History has its ironies, yet this one is too terrible to contemplate. Recall that French President Jacques Chirac refused to enlist in the worldwide “war on terror” at the time of the Iraq invasion. By standing aside, he saved France from complicity with the torture and lawlessness that have damaged the international reputations of the United States and Britain. But, rather than following in Chirac’s footsteps, Hollande is now endorsing indiscriminate war talk at a time when President Barack Obama and British Prime Minister David Cameron have been cautiously extricating themselves from the legacy left by George W. Bush and Tony Blair.

Worse yet, it is all too likely that the West will lose the “war” that Hollande seems to want. After military defeats in Afghanistan and Iraq, the US and British publics will not support another massive ground invasion in the Middle East. Despite the bellicosity of some GOP candidates, there is broad support for Obama’s recent statement making it clear that no such invasion is in the offing.

War is not winnable without Western ground troops. After all, the Obama administration has already tried and failed to fill the gap by funding the development of powerful moderate Arab ground forces. Last month, it abandoned its half-billion-dollar initiative after finding that it had created only a handful of combat-ready troops while allowing Daesh to obtain advanced American weapons through corrupt deals with “moderate” leaders.

Hollande’s war talk, besides, is entirely unnecessary for decisive action. The French Constitution authorises the president to exercise extraordinary powers whenever the country’s institutions are under “grave and immediate threat,” including sweeping preventive detention measures. Hollande is proposing a formal amendment to make it easier to invoke this provision. And in the meantime, he has persuaded the legislature to pass a statute granting him interim powers.

Rather than lashing out abroad, it makes far more sense to crack down domestically.

Wars are open-ended; once they start, it’s difficult for citizens to control their government’s actions. In contrast, the French Constitution’s grant of emergency powers is more limited, lasting only 60 days. At that point, the president must convince the country’s Constitutional Council that the threat continues to be “imminent”. Even if he succeeds, the council is under a continuing obligation to rein in the president “at any moment” if it determines that the risk has returned to more normal levels.

These sunset clauses allow France to make a vital distinction between immediate and long-term responses to terrorist tragedies. In the near term, drastic measures — short of torture — may well be reasonable to disrupt networks that have successfully eluded the security services. In the longer term, sunset clauses help prevent these emergency measures from developing an institutional momentum of their own.

Without them, security services may feel emboldened to transform a state of emergency into the “new normal.” They may demand even harsher measures when the “new normal” fails to prevent another terrorist attack.
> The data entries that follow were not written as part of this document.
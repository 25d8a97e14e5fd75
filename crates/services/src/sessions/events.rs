use std::time::Duration;

use flagquiz_core::model::{OptionKey, SessionEpoch};

/// Why a new session was started.
#[derive(Debug, Clone, Copy, PartialEq, Eq)]
pub enum ResetReason {
    Started,
    Restarted,
    OptionChanged(OptionKey),
}

/// Notifications for the presentation layer.
#[derive(Debug, Clone, PartialEq)]
pub enum QuizEvent {
    SessionReset {
        epoch: SessionEpoch,
        reason: ResetReason,
    },
    ChoicesUpdated {
        visible: usize,
        rows: usize,
    },
    RoundStarted {
        epoch: SessionEpoch,
        asset_id: String,
        question_number: usize,
        total: usize,
    },
    GuessFeedback {
        correct: bool,
        label: String,
        slot: usize,
    },
    /// The driver should call `advance(epoch)` once `delay` has elapsed.
    AdvanceScheduled {
        epoch: SessionEpoch,
        delay: Duration,
    },
    SessionComplete {
        total_guesses: u32,
        correct_guesses: u32,
        score: f64,
    },
}
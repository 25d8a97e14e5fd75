mod catalog;
mod entity;
mod ids;
mod score;
mod session;
mod settings;

pub use catalog::{Catalog, CatalogError, FilterError, FilteredView};
pub use entity::{ASSET_EXTENSION, Entity};
pub use ids::SessionEpoch;
pub use score::{SCORE_POINTS, SESSION_SIZE, Score, ScoreError};
pub use session::{SessionSummary, SessionSummaryError};
pub use settings::{
    ALL_REGIONS, ChoiceCount, OptionKey, QuizSettings, QuizSettingsDraft, Region, SettingsError,
};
Safeguards must be preserved when parliament turns to consider Hollande’s plan to amend the Constitution. Parliament should insist on strong sunset clauses that will guarantee the survival of France’s great tradition of civil liberty. It should not allow the prevailing panic to create a system that threatens, over time, to destroy the basic freedoms that distinguish the West from its ideological competitors.

— Los Angeles Times

Bruce Ackerman is a professor of Law and Political Science at Yale and the author of Before the First Attack.